Mas, censurando Delacroix, o que poderia ser contrastado com a sua pintura? A revolução de 1830 também se refletiu na obra de outros artistas. Após estes acontecimentos, o trono real foi ocupado por Luís Filipe, que tentou apresentar a sua ascensão ao poder quase como o único conteúdo da revolução. Muitos artistas que adotaram exatamente essa abordagem do tema correram pelo caminho de menor resistência. Para estes mestres, a revolução, como onda popular espontânea, como impulso popular grandioso, parece não existir de todo. Eles parecem ter pressa em esquecer tudo o que viram nas ruas de Paris em julho de 1830, e os “três dias gloriosos” aparecem em sua representação como ações completamente bem-intencionadas dos cidadãos parisienses, que estavam apenas preocupados em como conseguir rapidamente um novo rei para substituir o exilado. Essas obras incluem a pintura de Fontaine “A Guarda Proclamando Louis Philippe King” ou a pintura de O. Vernet “O Duque de Orleans Saindo do Palais Royal”.

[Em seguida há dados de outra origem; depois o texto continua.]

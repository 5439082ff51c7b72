//! xRIT file structure: header chain records, primary header, annotation
//! filename parsing and the on-disk output path convention.
//!
//! An xRIT file is a chain of variable-length header records followed by a
//! data field. Each record is `{type: u8, length: u16, value: [u8]}` where
//! `length` counts the whole record (3 header bytes plus `value`).

use std::path::PathBuf;

use crate::error::XritError;

pub const PRIMARY_HEADER_TYPE: u8 = 0;
pub const ANNOTATION_TYPE: u8 = 4;
pub const KEY_HEADER_TYPE: u8 = 7;

const RECORD_PREFIX_LEN: usize = 3;

#[derive(Debug, Clone)]
pub struct HeaderRecord {
    pub record_type: u8,
    pub value: Vec<u8>,
}

/// Walks a header chain starting at `bytes[0]`, stopping once
/// `total_header_length` bytes have been consumed.
pub fn walk_headers(bytes: &[u8], total_header_length: usize) -> Result<Vec<HeaderRecord>, XritError> {
    let mut records = Vec::new();
    let mut offset = 0usize;
    let limit = total_header_length.min(bytes.len());

    while offset < limit {
        if offset + RECORD_PREFIX_LEN > bytes.len() {
            return Err(XritError::MalformedHeaderChain(offset));
        }
        let record_type = bytes[offset];
        let record_len = u16::from_be_bytes([bytes[offset + 1], bytes[offset + 2]]) as usize;
        if record_len < RECORD_PREFIX_LEN || offset + record_len > bytes.len() {
            return Err(XritError::MalformedHeaderChain(offset));
        }
        let value = bytes[offset + RECORD_PREFIX_LEN..offset + record_len].to_vec();
        records.push(HeaderRecord { record_type, value });
        offset += record_len;
    }

    Ok(records)
}

#[derive(Debug, Clone, Copy, PartialEq, Eq)]
pub struct PrimaryHeader {
    pub file_type: u8,
    /// Length in bytes of the entire header chain, this record included.
    pub total_header_length: usize,
    /// Length in bits of the data field following the header chain.
    pub data_length_bits: u64,
}

impl PrimaryHeader {
    pub fn data_length_bytes(&self) -> usize {
        ((self.data_length_bits + 7) / 8) as usize
    }
}

/// Length of the primary header record's value: file_type(1) +
/// total_header_length(4) + data_length_bits(8) = 13 bytes, for a 16-byte
/// record overall.
const PRIMARY_VALUE_LEN: usize = 13;

/// Parses the primary header (type 0), which must be the first record.
pub fn parse_primary_header(bytes: &[u8]) -> Result<PrimaryHeader, XritError> {
    if bytes.len() < RECORD_PREFIX_LEN + PRIMARY_VALUE_LEN {
        return Err(XritError::PrimaryHeaderTooShort);
    }
    if bytes[0] != PRIMARY_HEADER_TYPE {
        return Err(XritError::PrimaryHeaderTooShort);
    }
    let value = &bytes[RECORD_PREFIX_LEN..RECORD_PREFIX_LEN + PRIMARY_VALUE_LEN];
    let file_type = value[0];
    let total_header_length = u32::from_be_bytes([value[1], value[2], value[3], value[4]]) as usize;
    let data_length_bits = u64::from_be_bytes([
        value[5], value[6], value[7], value[8], value[9], value[10], value[11], value[12],
    ]);

    Ok(PrimaryHeader {
        file_type,
        total_header_length,
        data_length_bits,
    })
}

/// Human-readable label for a primary header's numeric `file_type`, or
/// `None` if unrecognized. Informational only; does not affect how a file
/// is written (every `file_type` is written to disk identically).
pub fn file_type_name(file_type: u8) -> Option<&'static str> {
    match file_type {
        0 => Some("Image"),
        1 => Some("GTS"),
        2 => Some("AlphanumericText"),
        3 => Some("KeyMessage"),
        128 => Some("CMDPS"),
        129 => Some("NWP"),
        130 => Some("GOCI"),
        131 => Some("Typhoon"),
        _ => None,
    }
}

/// Extracts the annotation filename (type 4 record) from a parsed chain.
pub fn annotation_filename(records: &[HeaderRecord]) -> Result<String, XritError> {
    records
        .iter()
        .find(|r| r.record_type == ANNOTATION_TYPE)
        .map(|r| String::from_utf8_lossy(&r.value).trim_end_matches('\0').to_string())
        .ok_or(XritError::MissingAnnotation)
}

/// Extracts the encryption key index (type 7 record), if present.
///
/// The index sits at byte offset +5 from the record's start, i.e. after the
/// 3-byte record prefix and 2 reserved bytes: `value[2..4]`.
pub fn key_index(records: &[HeaderRecord]) -> Option<u16> {
    records
        .iter()
        .find(|r| r.record_type == KEY_HEADER_TYPE)
        .filter(|r| r.value.len() >= 4)
        .map(|r| u16::from_be_bytes([r.value[2], r.value[3]]))
}

/// Destination path derived from an `IMG_`/`ADD_` style annotation filename:
/// `<output_root>/<date>/<mode>/<filename>`.
///
/// `IMG_<mode>_<seq>_<channel>_<date>_<time>_<segment>...`: mode is field 1,
/// date is field 4. `ADD_<mode>_<seq>_<date>_<time>_<segment>...`: mode is
/// field 1, date is field 3.
pub fn output_path(output_root: &std::path::Path, filename: &str) -> Result<PathBuf, XritError> {
    let fields: Vec<&str> = filename.split('_').collect();
    let (mode, date) = match fields.first().copied() {
        Some("IMG") if fields.len() > 4 => (fields[1], fields[4]),
        Some("ADD") if fields.len() > 3 => (fields[1], fields[3]),
        _ => return Err(XritError::UnrecognizedFilename(filename.to_string())),
    };

    let mut path = output_root.to_path_buf();
    path.push(date);
    path.push(mode);
    path.push(filename);
    Ok(path)
}

#[cfg(test)]
mod tests {
    use super::*;

    fn record(record_type: u8, value: &[u8]) -> Vec<u8> {
        let mut buf = Vec::new();
        buf.push(record_type);
        buf.extend_from_slice(&((value.len() + RECORD_PREFIX_LEN) as u16).to_be_bytes());
        buf.extend_from_slice(value);
        buf
    }

    fn primary_record(file_type: u8, total_header_length: u32, data_length_bits: u64) -> Vec<u8> {
        let mut value = vec![file_type];
        value.extend_from_slice(&total_header_length.to_be_bytes());
        value.extend_from_slice(&data_length_bits.to_be_bytes());
        record(PRIMARY_HEADER_TYPE, &value)
    }

    /// A type-7 key header record: 2 reserved bytes, then the 2-byte index.
    fn key_record(index: u16) -> Vec<u8> {
        let mut value = vec![0u8, 0u8];
        value.extend_from_slice(&index.to_be_bytes());
        record(KEY_HEADER_TYPE, &value)
    }

    #[test]
    fn walks_a_chain_of_records() {
        let primary = primary_record(0, 0, 0);
        let annotation = record(ANNOTATION_TYPE, b"IMG_COMS1_IR1_202601010000_001.lrit");
        let key = key_record(0x2A);
        let mut chain = Vec::new();
        chain.extend_from_slice(&primary);
        chain.extend_from_slice(&annotation);
        chain.extend_from_slice(&key);

        let records = walk_headers(&chain, chain.len()).unwrap();
        assert_eq!(records.len(), 3);
        assert_eq!(annotation_filename(&records).unwrap(), "IMG_COMS1_IR1_202601010000_001.lrit");
        assert_eq!(key_index(&records), Some(0x2A));
    }

    #[test]
    fn parses_primary_header_fields() {
        let primary = primary_record(1, 123, 4096);
        let header = parse_primary_header(&primary).unwrap();
        assert_eq!(header.file_type, 1);
        assert_eq!(header.total_header_length, 123);
        assert_eq!(header.data_length_bits, 4096);
        assert_eq!(header.data_length_bytes(), 512);
    }

    #[test]
    fn missing_annotation_is_an_error() {
        let records = vec![HeaderRecord { record_type: PRIMARY_HEADER_TYPE, value: vec![] }];
        assert!(matches!(annotation_filename(&records), Err(XritError::MissingAnnotation)));
    }

    #[test]
    fn missing_key_header_is_none_not_an_error() {
        let records = vec![HeaderRecord { record_type: PRIMARY_HEADER_TYPE, value: vec![] }];
        assert_eq!(key_index(&records), None);
    }

    #[test]
    fn derives_output_path_for_img_prefix() {
        let root = std::path::Path::new("/data/out");
        let path = output_path(root, "IMG_FD_001_VIS_20190101_000000_00.lrit").unwrap();
        assert_eq!(path, std::path::Path::new("/data/out/20190101/FD/IMG_FD_001_VIS_20190101_000000_00.lrit"));
    }

    #[test]
    fn derives_output_path_for_add_prefix() {
        let root = std::path::Path::new("/data/out");
        let path = output_path(root, "ADD_FD_001_20190101_000000_00.lrit").unwrap();
        assert_eq!(path, std::path::Path::new("/data/out/20190101/FD/ADD_FD_001_20190101_000000_00.lrit"));
    }

    #[test]
    fn rejects_unrecognized_prefix() {
        let root = std::path::Path::new("/data/out");
        assert!(matches!(
            output_path(root, "FOO_BAR.lrit"),
            Err(XritError::UnrecognizedFilename(_))
        ));
    }

    #[test]
    fn file_type_names_cover_known_types() {
        assert_eq!(file_type_name(0), Some("Image"));
        assert_eq!(file_type_name(131), Some("Typhoon"));
        assert_eq!(file_type_name(200), None);
    }

    #[test]
    fn detects_malformed_chain() {
        let mut chain = primary_record(0, 0, 0);
        chain.truncate(chain.len() - 2);
        assert!(matches!(walk_headers(&chain, 100), Err(XritError::MalformedHeaderChain(_))));
    }
}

Mas, apontando a natureza alegórica da imagem principal, alguns pesquisadores esquecem de notar que a natureza alegórica da Liberdade não cria de forma alguma dissonância com as outras figuras da imagem, e não parece tão estranha e excepcional na imagem como parece. pode parecer à primeira vista. Afinal, o resto dos personagens atuantes também são alegóricos em essência e em seus papéis. Na sua pessoa, Delacroix parece trazer à tona as forças que fizeram a revolução: os trabalhadores, a intelectualidade e a plebe de Paris. Um trabalhador de blusa e um estudante (ou artista) armado são representantes de camadas muito específicas da sociedade. Estas são, sem dúvida, imagens vívidas e confiáveis, mas Delacroix traz esta generalização para os símbolos. E esta alegoria, que já se sente claramente neles, atinge o seu maior desenvolvimento na figura da Liberdade. Ela é uma deusa formidável e bela e, ao mesmo tempo, uma parisiense ousada. E ali perto, saltando sobre as pedras, gritando de alegria e brandindo pistolas (como se dirigisse os acontecimentos), está um menino ágil e desgrenhado - um pequeno gênio das barricadas parisienses, a quem Victor Hugo chamaria de Gavroche 25 anos depois.

A pintura “Liberdade nas Barricadas” encerra o período romântico da obra de Delacroix. O próprio artista gostou muito desta pintura e fez um grande esforço para que ela acabasse no Louvre. Porém, após a tomada do poder pela “monarquia burguesa”, a exposição desta pintura foi proibida. Só em 1848 Delacroix pôde expor mais uma vez a sua pintura, e até por bastante tempo, mas depois da derrota da revolução ela acabou guardada por muito tempo. O verdadeiro significado desta obra de Delacroix é determinado pelo seu segundo nome, não oficial. Muitos estão acostumados a ver nesta pintura a “Marselhesa da pintura francesa”.